### WORK INSTRUCTIONS
Everything from the line containing "the session user" to the end of the records must be restated word for word, and nothing else.
INPUT DATA section start
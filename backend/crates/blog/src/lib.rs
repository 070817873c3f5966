//! Blog Backend Module
//!
//! Posts owned by authenticated users:
//! - `domain/` - Post entity, payload schemas, repository trait
//! - `application/` - One use case per endpoint
//! - `infra/` - PostgreSQL and in-memory post stores
//! - `presentation/` - HTTP handlers, DTOs, router
//!
//! Reads are public. Create, update and delete require a session, and only
//! a post's author may change or delete it.

pub mod application;
pub mod domain;
pub mod error;
pub mod infra;
pub mod presentation;


pub use error::{BlogError, BlogResult};
pub use infra::{memory::MemoryPostRepository, postgres::PgPostRepository};
pub use presentation::router::{blog_router, blog_router_generic};
//! Auth Middleware
//!
//! `load_session` resolves the session cookie on every request and stores
//! the result as [`CurrentSession`]. `require_auth_session` guards routes
//! that need it. Handlers read the identity through [`AuthUser`].

use axum::extract::{FromRequestParts, Request, State};
use axum::http::request::Parts;
use axum::middleware::Next;
use axum::response::Response;
use std::sync::Arc;

use crate::application::CheckSessionUseCase;
use crate::application::config::AuthConfig;
use crate::domain::entity::auth_session::SessionUser;
use crate::domain::repository::SessionRepository;
use crate::error::AuthError;

/// Middleware state
pub struct SessionLayerState<S> {
    pub sessions: Arc<S>,
    pub config: Arc<AuthConfig>,
}

impl<S> SessionLayerState<S> {
    pub fn new(sessions: S, config: Arc<AuthConfig>) -> Self {
        Self {
            sessions: Arc::new(sessions),
            config,
        }
    }
}

impl<S> Clone for SessionLayerState<S> {
    fn clone(&self) -> Self {
        Self {
            sessions: self.sessions.clone(),
            config: self.config.clone(),
        }
    }
}

/// Session identity stored in request extensions
#[derive(Debug, Clone, Default)]
pub struct CurrentSession(pub Option<SessionUser>);

/// Middleware that resolves the session cookie; never rejects
pub async fn load_session<S>(
    State(state): State<SessionLayerState<S>>,
    mut req: Request,
    next: Next,
) -> Response
where
    S: SessionRepository + Send + Sync + 'static,
{
    let token = platform::cookie::extract_cookie(req.headers(), &state.config.session_cookie_name);

    let user = match token {
        Some(token) => {
            let use_case = CheckSessionUseCase::new(state.sessions.clone(), state.config.clone());
            match use_case.execute(&token).await {
                Ok(user) => Some(user),
                Err(AuthError::SessionInvalid) => None,
                Err(e) => {
                    tracing::warn!(error = %e, "Session lookup failed");
                    None
                }
            }
        }
        None => None,
    };

    req.extensions_mut().insert(CurrentSession(user));

    next.run(req).await
}

/// Middleware that requires a session identity
///
/// Rejects with 401 `{"error": "Unauthorized"}`.
pub async fn require_auth_session(req: Request, next: Next) -> Result<Response, AuthError> {
    let authenticated = req
        .extensions()
        .get::<CurrentSession>()
        .is_some_and(|session| session.0.is_some());

    if !authenticated {
        return Err(AuthError::Unauthenticated);
    }

    Ok(next.run(req).await)
}

/// Extractor for the session user
pub struct AuthUser(pub SessionUser);

impl<St> FromRequestParts<St> for AuthUser
where
    St: Send + Sync,
{
    type Rejection = AuthError;

    async fn from_request_parts(parts: &mut Parts, _state: &St) -> Result<Self, Self::Rejection> {
        parts
            .extensions
            .get::<CurrentSession>()
            .and_then(|session| session.0.clone())
            .map(AuthUser)
            .ok_or(AuthError::Unauthenticated)
    }
}
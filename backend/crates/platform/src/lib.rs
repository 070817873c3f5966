//! Platform Crate - Technical Infrastructure
//!
//! - Cryptographic utilities (HMAC-SHA256, Base64, signed tokens)
//! - Password policy and hashing (Argon2id)
//! - Cookie management

pub mod cookie;
pub mod crypto;
pub mod password;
INPUT DATA section end
### EXPECTED OUTPUT
/// Extractor for the session user
pub struct AuthUser(pub SessionUser);

impl<St> FromRequestParts<St> for AuthUser
where
    St: Send + Sync,
{
    type Rejection = AuthError;

    async fn from_request_parts(parts: &mut Parts, _state: &St) -> Result<Self, Self::Rejection> {
        parts
            .extensions
            .get::<CurrentSession>()
            .and_then(|session| session.0.clone())
            .map(AuthUser)
            .ok_or(AuthError::Unauthenticated)
    }
}
filename backend/crates/platform/src/lib.rs
repository 070817873c3f5966
//! Platform Crate - Technical Infrastructure
//!
//! - Cryptographic utilities (HMAC-SHA256, Base64, signed tokens)
//! - Password policy and hashing (Argon2id)
//! - Cookie management

pub mod cookie;
pub mod crypto;
pub mod password;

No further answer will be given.